That said, don't be a martyr and forgive everyone immediately. He needs to earn back your trust. Your friend is not a friend any more, she threw that away when she made this choice.

Anger, resentment, disgust, etc. are all part of the process. It is also normal to have sympathy for your husband but let the other emotions come out too. 

If you make it too easy for him to come back you're showing that there isn't serious consequence for this. And I think it undervalues your feelings and your self worth to immediately forgive and forget.


----------



## mommy2 (Oct 27, 2009)

Mommybean,

Thank you! I read your post and it inspired me. I related alot to what you said and am very hopeful that in our situation, we too can eventually move past and only make our relationship better. He admits he failed miserable, he failed me and he failed our marriage and for that he is deeply sorry. He tells me MANY times daily (by phone, text, in person) how much he loves me. He has always been attracted to me and I just had pushed him away. He admits shame on him for going to the extreme of the EA/PA to get the attention and affection he was craving. He said he's always loved me, just thought I didn't love him anymore. He is grateful that I am willing to keep him and work on our marriage and thanks me for that often too. He is just so happy and relieved that I still love him. He thought he lost me long ago.


----------



## mommy2 (Oct 27, 2009)

Nightowl,

I keep thinking that too. That if we are working on our relationship and it becomes better than we had before, then it's a win/win for him. He got to have an affair and gets his wife back better than before!! BUT, then I step back and look at the whole picture. Meaning, we "lost that loving feeling" long ago. Unfortunately, with fertility issues/drugs that made me Jekyll and Hyde, lose of jobs, financial hardships, daughter's condition at birth that induced panic, surgeries, hospital stays, more bills, starting his own company, more financial problems, the list goes on and on and the stress just mounted and we grew apart. I'll admit, we were more like roommates taking care of the kids. I housed alot of resentment which led to anger. That led to his anger, etc. A vicious cycle. Actually, not sure why he didnt' just leave. Well, actually he is a great dad and adores his kids, that's what kept him around. I mean, I would have people tell me all the time what a great guy he is, how lucky I am and what would I do? Roll my eyes and scoff. Frankly, I was a total ***** at times. The day I found out was a sunday and we were home all day with the kids and took them to a pumpkin patch actually because we had promised them! When he was fixing them lunch do you know what they asked? What's wrong with Mom? She's not yelling at all today?! How sad - as I wife I sucked. Wow, actually really hard to admit that out loud! 

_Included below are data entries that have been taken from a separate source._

//! Colored stderr prefixes shared by the binary.

use owo_colors::OwoColorize;

fn colors_enabled() -> bool {
    std::env::var_os("NO_COLOR").is_none()
}

pub fn error_prefix() -> String {
    if colors_enabled() {
        "error:".red().bold().to_string()
    } else {
        "error:".to_string()
    }
}

pub fn note_prefix() -> String {
    if colors_enabled() {
        "note:".cyan().bold().to_string()
    } else {
        "note:".to_string()
    }
}

pub fn info_prefix() -> String {
    if colors_enabled() {
        "info:".blue().bold().to_string()
    } else {
        "info:".to_string()
    }
}
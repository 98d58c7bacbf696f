/*!
Provides the crate's `Error` and `Result` types.
*/

use std::fmt::{Debug, Display, Formatter};

/// The `Error` type for this crate.
#[derive(Debug)]
pub enum Error {
    /// The string value provided is not valid for the type named.
    InvalidFromStr { value: String, name: String },
    /// The string value provided is not a valid blank node identifier.
    InvalidBlankNodeId { id: String },
    /// A language-tagged literal's datatype must be `rdf:langString`.
    LanguageRequiresLangString,
    /// An error parsing IRI strings.
    Iri(irid_iri::Error),
    /// An error parsing a language tag.
    LanguageTag(language_tags::ParseError),
}

/// A `Result` type that specifically uses this crate's `Error`.
pub type Result<T> = std::result::Result<T, Error>;

impl Display for Error {
    fn fmt(&self, f: &mut Formatter<'_>) -> std::fmt::Result {
        match self {
            Error::InvalidFromStr { value, name } => {
                write!(f, "the string `{value}` is not a valid {name}")
            }
            Error::InvalidBlankNodeId { id } => {
                write!(f, "`{id}` is not a valid blank node identifier")
            }
            Error::LanguageRequiresLangString => {
                write!(f, "a language-tagged literal's datatype must be rdf:langString")
            }
            Error::Iri(source) => write!(f, "an error occurred parsing an IRI; source: {source}"),
            Error::LanguageTag(source) => {
                write!(f, "an error occurred parsing a language tag; source: {source}")
            }
        }
    }
}

impl std::error::Error for Error {
    fn source(&self) -> Option<&(dyn std::error::Error + 'static)> {
        match self {
            Error::Iri(source) => Some(source),
            Error::LanguageTag(source) => Some(source),
            _ => None,
        }
    }
}

impl From<irid_iri::Error> for Error {
    fn from(source: irid_iri::Error) -> Self {
        Self::Iri(source)
    }
}

impl From<language_tags::ParseError> for Error {
    fn from(source: language_tags::ParseError) -> Self {
        Self::LanguageTag(source)
    }
}
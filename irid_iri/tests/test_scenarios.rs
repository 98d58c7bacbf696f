pub mod common;
pub use common::*;

use irid_iri::{Iri, Path};
use std::str::FromStr;

// ------------------------------------------------------------------------------------------------
// Scenario 1: case normalization and default port
// ------------------------------------------------------------------------------------------------

#[test]
fn scenario_1_case_normalization_and_default_port() {
    parse_and_compare(
        "hTtps://me:me@hOst:443/a/b?a&e=f&b=c#frag",
        "https://me:me@host/a/b?a&b=c&e=f#frag",
    );
}

// ------------------------------------------------------------------------------------------------
// Scenario 2: percent-decoded IRI form vs URI form
// ------------------------------------------------------------------------------------------------

#[test]
fn scenario_2_iri_form_vs_uri_form() {
    let iri = Iri::from_str("hTtp://hOst%C2%A3:80/a%C2%A3/b%C3%86c//:://").unwrap();
    assert!(iri.is_url());
    assert_eq!(iri.as_string(), "http://host£/a£/bÆc//:://");
    assert_eq!(iri.as_uri(), "http://host%C2%A3/a%C2%A3/b%C3%86c//:://");
}

// ------------------------------------------------------------------------------------------------
// Scenario 3: URN parsing and r/q reordering
// ------------------------------------------------------------------------------------------------

#[test]
fn scenario_3_urn_r_q_reordering() {
    parse_and_compare(
        "urn:examp-lE:foo-bar-baz-qux?=a=b?+CCResolve:cc=uk",
        "urn:examp-le:foo-bar-baz-qux?+CCResolve:cc=uk?=a=b",
    );
}

// ------------------------------------------------------------------------------------------------
// Scenario 4: URN equality across NID casing
// ------------------------------------------------------------------------------------------------

#[test]
fn scenario_4_urn_equality_ignores_nid_casing() {
    fn parse_urn(s: &str) -> irid_iri::Urn {
        match Iri::from_str(s).unwrap() {
            Iri::Urn(u) => u,
            _ => panic!("expected a Urn"),
        }
    }
    let a = parse_urn("urn:examp-lE:foo-bar-baz-qux");
    let b = parse_urn("urn:examp-le:foo-bar-baz-qux");
    assert_eq!(a, b);
}

// ------------------------------------------------------------------------------------------------
// Scenario 5: dot-segment removal
// ------------------------------------------------------------------------------------------------

#[test]
fn scenario_5_dot_segment_removal() {
    let p = Path::from_str("/a/b/../c/").unwrap();
    assert_eq!(p.remove_dot_segments().to_string(), "/a/c/");

    let p = Path::from_str("/../../../").unwrap();
    assert_eq!(p.remove_dot_segments().to_string(), "/");

    let p = Path::from_str("/a//../b/./c/./").unwrap();
    assert_eq!(p.remove_dot_segments().to_string(), "/a/b/c/");
}

// ------------------------------------------------------------------------------------------------
// Scenario 6: path join
// ------------------------------------------------------------------------------------------------

#[test]
fn scenario_6_path_join() {
    let base = Path::from_str("/a/b/c/d").unwrap();
    let tail = Path::from_str("/e/f").unwrap();
    assert_eq!(tail.prepend(&base).to_string(), "/a/b/c/d/e/f");

    let base = Path::from_str("/a/b/c/def").unwrap();
    let tail = Path::from_str("ghi/f").unwrap();
    assert_eq!(tail.prepend(&base).to_string(), "/a/b/c/defghi/f");
}
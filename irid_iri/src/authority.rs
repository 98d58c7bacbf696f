/*!
The `Authority` component: `[ userinfo "@" ] host [ ":" port ]`.
*/

use crate::error::{Component as ErrComponent, ErrorKind, Result};
use crate::pct_encoding::{decode_component, encode, is_unreserved, is_uri_path_safe};
use std::fmt::{Display, Formatter};
use std::net::{Ipv4Addr, Ipv6Addr};
use std::str::FromStr;

// ------------------------------------------------------------------------------------------------
// Port
// ------------------------------------------------------------------------------------------------

/// A TCP/UDP port number, `[0, 65535]`.
#[derive(Clone, Copy, Debug, PartialEq, Eq, PartialOrd, Ord, Hash)]
pub struct Port(u16);

impl Display for Port {
    fn fmt(&self, f: &mut Formatter<'_>) -> std::fmt::Result {
        write!(f, "{}", self.0)
    }
}

impl FromStr for Port {
    type Err = crate::error::Error;

    fn from_str(s: &str) -> Result<Self> {
        if s.is_empty() || (s.len() > 1 && s.starts_with('0')) || !s.bytes().all(|b| b.is_ascii_digit()) {
            return Err(ErrorKind::DomainError(ErrComponent::Authority, format!("bad port {:?}", s)).into());
        }
        s.parse::<u16>()
            .map(Port)
            .map_err(|_| ErrorKind::DomainError(ErrComponent::Authority, format!("port out of range {:?}", s)).into())
    }
}

impl From<u16> for Port {
    fn from(v: u16) -> Self {
        Port(v)
    }
}

impl Port {
    /// The raw port value.
    pub fn value(&self) -> u16 {
        self.0
    }
}

// ------------------------------------------------------------------------------------------------
// Host
// ------------------------------------------------------------------------------------------------

/// The host portion of an authority: a literal IPv4 or IPv6 address, or a named host.
#[derive(Clone, Debug)]
pub enum Host {
    /// A literal IPv4 address, stored as its canonical 4-byte form.
    Ipv4(Ipv4Addr),
    /// A literal IPv6 address, stored as its canonical 16-byte form.
    Ipv6(Ipv6Addr),
    /// A registered (DNS-style) name, decoded and lowercase-normalized.
    Named(String),
}

impl Display for Host {
    fn fmt(&self, f: &mut Formatter<'_>) -> std::fmt::Result {
        match self {
            Host::Ipv4(addr) => write!(f, "{}", addr),
            Host::Ipv6(addr) => write!(f, "[{}]", addr),
            Host::Named(name) => write!(f, "{}", name),
        }
    }
}

impl PartialEq for Host {
    fn eq(&self, other: &Self) -> bool {
        match (self, other) {
            (Host::Ipv4(a), Host::Ipv4(b)) => a == b,
            (Host::Ipv6(a), Host::Ipv6(b)) => a == b,
            (Host::Named(a), Host::Named(b)) => a.eq_ignore_ascii_case(b),
            _ => false,
        }
    }
}
impl Eq for Host {}

impl std::hash::Hash for Host {
    fn hash<H: std::hash::Hasher>(&self, state: &mut H) {
        match self {
            Host::Ipv4(a) => a.hash(state),
            Host::Ipv6(a) => a.hash(state),
            Host::Named(a) => a.to_lowercase().hash(state),
        }
    }
}

impl Host {
    /// Construct a host from a bracket-free string as it appears in the authority: tries IPv4,
    /// then (for a `[...]`-wrapped literal) IPv6, falling back to a named host.
    pub fn parse(s: &str) -> Result<Self> {
        if let Some(inner) = s.strip_prefix('[').and_then(|s| s.strip_suffix(']')) {
            return Ipv6Addr::from_str(inner)
                .map(Host::Ipv6)
                .map_err(|_| ErrorKind::DomainError(ErrComponent::Authority, format!("bad IPv6 literal {:?}", inner)).into());
        }
        if let Ok(addr) = Ipv4Addr::from_str(s) {
            // Only treat as IPv4 if every label is a plain decimal octet (Ipv4Addr::from_str is
            // otherwise lenient about leading zeros on some platforms); re-render and compare.
            if addr.to_string() == s {
                return Ok(Host::Ipv4(addr));
            }
        }
        let decoded = decode_component(s, ErrComponent::Authority)?;
        if decoded.is_empty() || !decoded.chars().all(is_ireg_name_char) {
            return Err(ErrorKind::DomainError(ErrComponent::Authority, format!("bad host {:?}", s)).into());
        }
        Ok(Host::Named(decoded.to_lowercase()))
    }

    /// The IRI (UTF-8) rendering of this host.
    pub fn as_string(&self) -> String {
        self.to_string()
    }

    /// The URI (ASCII) rendering of this host: named hosts are percent-encoded.
    pub fn as_uri(&self) -> String {
        match self {
            Host::Named(name) => encode(name, is_unreserved),
            other => other.to_string(),
        }
    }

    /// `true` if this is a `Named` host.
    pub fn is_named(&self) -> bool {
        matches!(self, Host::Named(_))
    }
}

fn is_ireg_name_char(c: char) -> bool {
    crate::pct_encoding::is_iunreserved(c) || crate::pct_encoding::is_sub_delims(c)
}

// ------------------------------------------------------------------------------------------------
// UserInfo
// ------------------------------------------------------------------------------------------------

/// The `userinfo` subcomponent of an authority: `user[:password]`.
#[derive(Clone, Debug, PartialEq, Eq, Hash)]
pub struct UserInfo {
    user_name: String,
    password: Option<String>,
}

impl Display for UserInfo {
    fn fmt(&self, f: &mut Formatter<'_>) -> std::fmt::Result {
        write!(f, "{}", self.user_name)?;
        if let Some(password) = &self.password {
            write!(f, ":{}", password)?;
        }
        Ok(())
    }
}

impl UserInfo {
    /// Construct from decoded, already-validated parts.
    pub(crate) fn new_unchecked(user_name: String, password: Option<String>) -> Self {
        Self { user_name, password }
    }

    /// The user name.
    pub fn user_name(&self) -> &str {
        &self.user_name
    }

    /// The password, if any.
    pub fn password(&self) -> Option<&str> {
        self.password.as_deref()
    }
}

/// Returns `true` if `s` (the raw, still percent-encoded form) is a syntactically valid
/// `iuserinfo` production.
pub fn is_iuserinfo(s: &str) -> bool {
    crate::pct_encoding::is_correctly_escaped(s)
        && s.chars()
            .all(|c| crate::pct_encoding::is_iunreserved(c) || crate::pct_encoding::is_sub_delims(c) || matches!(c, ':' | '%'))
}

// ------------------------------------------------------------------------------------------------
// Authority
// ------------------------------------------------------------------------------------------------

/// `[ userinfo "@" ] host [ ":" port ]`.
#[derive(Clone, Debug, PartialEq, Eq, Hash)]
pub struct Authority {
    user_info: Option<UserInfo>,
    host: Host,
    port: Option<Port>,
}

impl Display for Authority {
    fn fmt(&self, f: &mut Formatter<'_>) -> std::fmt::Result {
        if let Some(ui) = &self.user_info {
            write!(f, "{}@", ui)?;
        }
        write!(f, "{}", self.host)?;
        if let Some(port) = &self.port {
            write!(f, ":{}", port)?;
        }
        Ok(())
    }
}

impl Authority {
    /// Construct a new `Authority`.
    pub fn new(user_info: Option<UserInfo>, host: Host, port: Option<Port>) -> Self {
        Self { user_info, host, port }
    }

    /// The user-info subcomponent, if present.
    pub fn user_info(&self) -> Option<&UserInfo> {
        self.user_info.as_ref()
    }

    /// The host.
    pub fn host(&self) -> &Host {
        &self.host
    }

    /// The port, if present (and not dropped because it matched the scheme default).
    pub fn port(&self) -> Option<Port> {
        self.port
    }

    /// Returns a copy of this authority with its port dropped if it matches `default`.
    pub fn with_default_port_dropped(&self, default: Option<u16>) -> Self {
        let port = match (self.port, default) {
            (Some(p), Some(d)) if p.value() == d => None,
            (p, _) => p,
        };
        Self {
            user_info: self.user_info.clone(),
            host: self.host.clone(),
            port,
        }
    }
}
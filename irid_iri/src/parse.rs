/*!
Parsing entry points. The generic (URL-shaped) grammar is split into its five top-level
components with the RFC 3986 Appendix B regex, then each piece is handed to its own component
parser; the URN grammar (RFC 8141) is split by hand since its shape after the scheme is
fundamentally different (`nid:nss[?+r][?=q][#f]` rather than `//authority/path?query`).
*/

use crate::authority::{Authority, Host, UserInfo};
use crate::error::{Component as ErrComponent, ErrorKind, Result};
use crate::fragment::Fragment;
use crate::path::Path;
use crate::query::Query;
use crate::scheme::Scheme;
use crate::urn::{Nid, UrnComponent, UrnComponents};
use lazy_static::lazy_static;
use regex::Regex;

lazy_static! {
    // RFC 3986 Appendix B.
    static ref RE_GENERIC: Regex =
        Regex::new(r"^(([^:/?#]+):)?(//([^/?#]*))?([^?#]*)(\?([^#]*))?(#(.*))?$").unwrap();
    static ref RE_URN_SCHEME: Regex = Regex::new(r"(?i)^urn$").unwrap();
}

/// The five top-level components of a generic (URL-shaped) reference, still as raw
/// (percent-encoded) substrings.
pub(crate) struct GenericParts<'a> {
    pub scheme: Option<&'a str>,
    pub authority: Option<&'a str>,
    pub path: &'a str,
    pub query: Option<&'a str>,
    pub fragment: Option<&'a str>,
}

pub(crate) fn split_generic(s: &str) -> GenericParts<'_> {
    let caps = RE_GENERIC.captures(s).expect("Appendix B regex always matches");
    GenericParts {
        scheme: caps.get(2).map(|m| m.as_str()),
        authority: caps.get(4).map(|m| m.as_str()),
        path: caps.get(5).map(|m| m.as_str()).unwrap_or(""),
        query: caps.get(7).map(|m| m.as_str()),
        fragment: caps.get(9).map(|m| m.as_str()),
    }
}

/// `true` if `s` names the `urn` scheme (RFC 8141), independent of case.
pub(crate) fn is_urn_scheme(s: &str) -> bool {
    RE_URN_SCHEME.is_match(s)
}

pub(crate) fn parse_authority(raw: &str) -> Result<Authority> {
    let (user_info_part, host_port_part) = match raw.rsplit_once('@') {
        Some((ui, rest)) => (Some(ui), rest),
        None => (None, raw),
    };
    let user_info = match user_info_part {
        None => None,
        Some(ui) => {
            if !crate::authority::is_iuserinfo(ui) {
                return Err(ErrorKind::ParseError("userinfo".to_string(), 0).into());
            }
            let (user_name, password) = match ui.split_once(':') {
                Some((u, p)) => (u, Some(p)),
                None => (ui, None),
            };
            Some(UserInfo::new_unchecked(
                crate::pct_encoding::decode_component(user_name, ErrComponent::Authority)?,
                password
                    .map(|p| crate::pct_encoding::decode_component(p, ErrComponent::Authority))
                    .transpose()?,
            ))
        }
    };

    let (host_part, port_part) = if let Some(bracket_end) = host_port_part.find(']') {
        let (host, rest) = host_port_part.split_at(bracket_end + 1);
        let port = rest.strip_prefix(':');
        (host, port)
    } else {
        match host_port_part.rsplit_once(':') {
            Some((h, p)) => (h, Some(p)),
            None => (host_port_part, None),
        }
    };

    let host = Host::parse(host_part)?;
    let port = port_part
        .filter(|p| !p.is_empty())
        .map(|p| p.parse())
        .transpose()?;

    Ok(Authority::new(user_info, host, port))
}

pub(crate) fn parse_path(raw: &str) -> Result<Path> {
    raw.parse()
}

pub(crate) fn parse_query(raw: Option<&str>) -> Result<Option<Query>> {
    raw.map(|q| q.parse()).transpose()
}

pub(crate) fn parse_fragment(raw: Option<&str>) -> Result<Option<Fragment>> {
    raw.map(|f| f.parse()).transpose()
}

pub(crate) fn parse_scheme(raw: Option<&str>) -> Result<Option<Scheme>> {
    raw.map(|s| s.parse()).transpose()
}

/// The parsed components of a `urn:nid:nss[?+r][?=q][#fragment]` reference, not including the
/// leading `urn:` scheme token itself.
pub(crate) struct UrnParts {
    pub nid: Nid,
    pub components: UrnComponents,
    pub fragment: Option<Fragment>,
}

/// Splits the part of a URN body after `nid:` into `(nss, r-component, q-component)`. The first
/// marker encountered (`?+` or `?=`) ends the NSS; whichever of the two markers appears can be
/// followed by the other, in either order, each running to the next marker or to the end of the
/// string.
fn split_rq_components(rest: &str) -> (&str, Option<&str>, Option<&str>) {
    let first_plus = rest.find("?+");
    let first_eq = rest.find("?=");
    let first = match (first_plus, first_eq) {
        (Some(p), Some(q)) => Some(p.min(q)),
        (Some(p), None) => Some(p),
        (None, Some(q)) => Some(q),
        (None, None) => None,
    };
    let Some(first) = first else {
        return (rest, None, None);
    };
    let nss = &rest[..first];
    let after = &rest[first + 2..];
    let first_is_r = rest[first..].starts_with("?+");
    let other_marker = if first_is_r { "?=" } else { "?+" };
    match after.find(other_marker) {
        Some(j) => {
            let first_comp = &after[..j];
            let second_comp = &after[j + 2..];
            if first_is_r {
                (nss, Some(first_comp), Some(second_comp))
            } else {
                (nss, Some(second_comp), Some(first_comp))
            }
        }
        None => {
            if first_is_r {
                (nss, Some(after), None)
            } else {
                (nss, None, Some(after))
            }
        }
    }
}

pub(crate) fn parse_urn_body(body: &str) -> Result<UrnParts> {
    let (without_fragment, fragment_raw) = match body.split_once('#') {
        Some((b, f)) => (b, Some(f)),
        None => (body, None),
    };
    let (nid_str, rest) = without_fragment
        .split_once(':')
        .ok_or_else(|| -> crate::error::Error { ErrorKind::ParseError("urn-nid".to_string(), 0).into() })?;
    let nid: Nid = nid_str.parse()?;

    // nss, then the optional r-component (`?+`) and q-component (`?=`) in whichever order they
    // actually appear on the wire; rendering always puts r before q regardless.
    let (nss_raw, r_raw, q_raw) = split_rq_components(rest);

    if nss_raw.is_empty() {
        return Err(ErrorKind::IsEmpty(ErrComponent::Path).into());
    }
    let nss = crate::pct_encoding::decode_component(nss_raw, ErrComponent::Path)?;
    let r_component = r_raw.map(|r| r.parse::<UrnComponent>()).transpose()?;
    let q_component = q_raw.map(|q| q.parse::<UrnComponent>()).transpose()?;
    let fragment = parse_fragment(fragment_raw)?;

    Ok(UrnParts {
        nid,
        components: UrnComponents::new(nss, r_component, q_component),
        fragment,
    })
}

#[cfg(test)]
mod tests {
    use super::*;

    #[test]
    fn splits_r_then_q() {
        assert_eq!(
            split_rq_components("foo?+abc?=def"),
            ("foo", Some("abc"), Some("def"))
        );
    }

    #[test]
    fn splits_q_then_r() {
        assert_eq!(
            split_rq_components("foo-bar-baz-qux?=a=b?+CCResolve:cc=uk"),
            ("foo-bar-baz-qux", Some("CCResolve:cc=uk"), Some("a=b"))
        );
    }

    #[test]
    fn splits_r_only() {
        assert_eq!(split_rq_components("foo?+abc"), ("foo", Some("abc"), None));
    }

    #[test]
    fn splits_q_only() {
        assert_eq!(split_rq_components("foo?=abc"), ("foo", None, Some("abc")));
    }

    #[test]
    fn splits_neither() {
        assert_eq!(split_rq_components("foo"), ("foo", None, None));
    }
}
/*!
A builder for [`Url`], for callers assembling an IRI from already-known parts rather than
parsing a string.
*/

use crate::authority::Authority;
use crate::error::{ErrorKind, Result};
use crate::fragment::Fragment;
use crate::iri::Url;
use crate::path::Path;
use crate::query::Query;
use crate::scheme::Scheme;

/// Incrementally builds a [`Url`]. `scheme` is the only required part.
#[derive(Clone, Debug, Default)]
pub struct UrlBuilder {
    scheme: Option<Scheme>,
    authority: Option<Authority>,
    path: Path,
    query: Option<Query>,
    fragment: Option<Fragment>,
}

impl UrlBuilder {
    /// Start a new builder for `scheme`.
    pub fn new(scheme: Scheme) -> Self {
        Self {
            scheme: Some(scheme),
            authority: None,
            path: Path::Empty,
            query: None,
            fragment: None,
        }
    }

    pub fn authority(mut self, authority: Authority) -> Self {
        self.authority = Some(authority);
        self
    }

    pub fn path(mut self, path: Path) -> Self {
        self.path = path;
        self
    }

    pub fn query(mut self, query: Query) -> Self {
        self.query = Some(query);
        self
    }

    pub fn fragment(mut self, fragment: Fragment) -> Self {
        self.fragment = Some(fragment);
        self
    }

    /// Finish building, failing if no scheme was ever supplied.
    pub fn build(self) -> Result<Url> {
        let scheme = self
            .scheme
            .ok_or_else(|| ErrorKind::Unsupported("a scheme is required to build a Url".to_string()))?;
        Ok(Url::new(scheme, self.authority, self.path, self.query, self.fragment))
    }
}

#[cfg(test)]
mod tests {
    use super::*;
    use crate::authority::Host;

    #[test]
    fn builds_a_minimal_url() {
        let url = UrlBuilder::new(Scheme::https())
            .authority(Authority::new(None, Host::parse("example.org").unwrap(), None))
            .path("/a/b".parse().unwrap())
            .build()
            .unwrap();
        assert_eq!(url.to_string(), "https://example.org/a/b");
    }
}
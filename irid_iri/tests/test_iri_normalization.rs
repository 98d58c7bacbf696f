pub mod common;
pub use common::*;

use proptest::prelude::*;
use irid_iri::Iri;
use std::str::FromStr;

// ------------------------------------------------------------------------------------------------
// API Tests
// ------------------------------------------------------------------------------------------------

#[test]
fn test_case_conversion() {
    parse_and_compare("hTTp://example.com", "http://example.com");
    parse_and_compare("http://ExAmPlE.CoM", "http://example.com");
}

#[test]
fn test_default_port_dropped_on_parse() {
    parse_and_compare("http://example.com:80", "http://example.com");
    parse_and_compare("https://example.com:443/a", "https://example.com/a");
    parse_and_compare("ssh://127.0.0.1:22", "ssh://127.0.0.1");
}

#[test]
fn test_non_default_port_retained() {
    parse_and_compare("http://example.com:8080", "http://example.com:8080");
}

#[test]
fn test_no_authority_schemes_unaffected() {
    parse_and_compare("mailto:john.doe@example.com", "mailto:john.doe@example.com");
    parse_and_compare("tel:555-555-5555", "tel:555-555-5555");
}

#[test]
fn test_query_sorted_on_parse() {
    parse_and_compare("http://example.com?b=2&a=1", "http://example.com?a=1&b=2");
}

// ------------------------------------------------------------------------------------------------
// Automated Property Tests
// ------------------------------------------------------------------------------------------------

proptest! {
    #[test]
    fn doesnt_crash(s in "\\PC*") {
        let _ = Iri::from_str(&s);
    }

    #[test]
    fn round_trips_through_as_uri_and_as_string(s in "\\PC*") {
        if let Ok(iri) = Iri::from_str(&s) {
            prop_assert_eq!(Iri::from_str(&iri.as_uri()).unwrap(), iri.clone());
            prop_assert_eq!(Iri::from_str(&iri.as_string()).unwrap(), iri);
        }
    }
}
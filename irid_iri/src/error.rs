/*!
Error types for this crate, generated with `error_chain`.
*/

use error_chain::error_chain;

// ------------------------------------------------------------------------------------------------
// Public Types
// ------------------------------------------------------------------------------------------------

/// The component of an IRI in which an error occurred.
#[derive(Debug, Clone, Copy, PartialEq, Eq)]
pub enum Component {
    /// The scheme component.
    Scheme,
    /// The authority component (user info, host, port).
    Authority,
    /// The path component.
    Path,
    /// The query component.
    Query,
    /// The fragment component.
    Fragment,
    /// The URN namespace identifier.
    Nid,
    /// The URN `r-component` or `q-component`.
    UrnComponent,
}

impl std::fmt::Display for Component {
    fn fmt(&self, f: &mut std::fmt::Formatter<'_>) -> std::fmt::Result {
        let s = match self {
            Component::Scheme => "scheme",
            Component::Authority => "authority",
            Component::Path => "path",
            Component::Query => "query",
            Component::Fragment => "fragment",
            Component::Nid => "nid",
            Component::UrnComponent => "urn-component",
        };
        write!(f, "{}", s)
    }
}

error_chain! {
    errors {
        /// A production in the grammar failed to match at the given byte offset.
        ParseError(production: String, offset: usize) {
            description("parse error")
            display("expected {} at offset {}", production, offset)
        }
        /// A `%HH` sequence was malformed, or decoded to invalid UTF-8.
        InvalidPercentEncoding(detail: String) {
            description("invalid percent-encoding")
            display("invalid percent-encoding: {}", detail)
        }
        /// A value was syntactically well-formed but outside its domain.
        DomainError(component: Component, detail: String) {
            description("domain error")
            display("invalid {}: {}", component, detail)
        }
        /// The input was empty where a non-empty value was required.
        IsEmpty(component: Component) {
            description("empty component")
            display("{} must not be empty", component)
        }
        /// A code path exists only for a feature not yet implemented.
        Unsupported(detail: String) {
            description("unsupported")
            display("unsupported: {}", detail)
        }
    }
}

He knows he has to earn back my trust and says he is willing to do so. I definitely don't want to give in too easily but on the same page - I am SO HAPPY to have my hubby again. So happy to be in love again (I wasn't), so happy to be attracted to him (had lost that) - I am just so happy! Well, at the same time being miserable and sick and what he's done and what it took to make me realize that I do adore my H! 

We both know the other shoe is going to drop at some point, anger is going to rear it's ugly head and I am probably going to want to scream/yell, etc. WE're just hoping that with counseling they can give us the tools to prepare for that and deal with it when the time comes. 

As for her, my "friend" - you're right she did throw our friendship away. I can't focus on that right now anyway. That's for a later time.


----------



## NightOwl (Sep 28, 2009)

[/QUOTE]

Mommy2, it sounds like you have your own guilt over how you acted in the marriage. That's something to work on and it will affect how you feel about the A, but remember, you both weren't happy but *you* didn't cheat. In my relationship, we got to the "affectionate roommates" phase of things, and I was nowhere near perfect as a partner, but I did not deserve what happened. And I passed up many opportunities to cheat myself, whereas he gave in easily. Likewise you didn't "earn" this situation by being, as you say, a sucky wife. 

It sounds like maybe it was a wakeup call for the both of you and a chance to repair a relationship that was pretty broken. Nothing wrong with being grateful for that, and I wish you the best of luck and healing for your family.


----------



## MEM2020 (Aug 23, 2009)

M2,

Let me give you a male take on this. I have been with my wife for 21, married 20. We have 3 kids. Neither of us has ever cheated - I simply say that by way of background. I am NOT being judgemental. 

Before your sister and other friends get you all wound up and angry at your husband, let me explain something. He didn't get a win-win out of this. He truly felt unloved, rejected and truly awful for a long time before he strayed. 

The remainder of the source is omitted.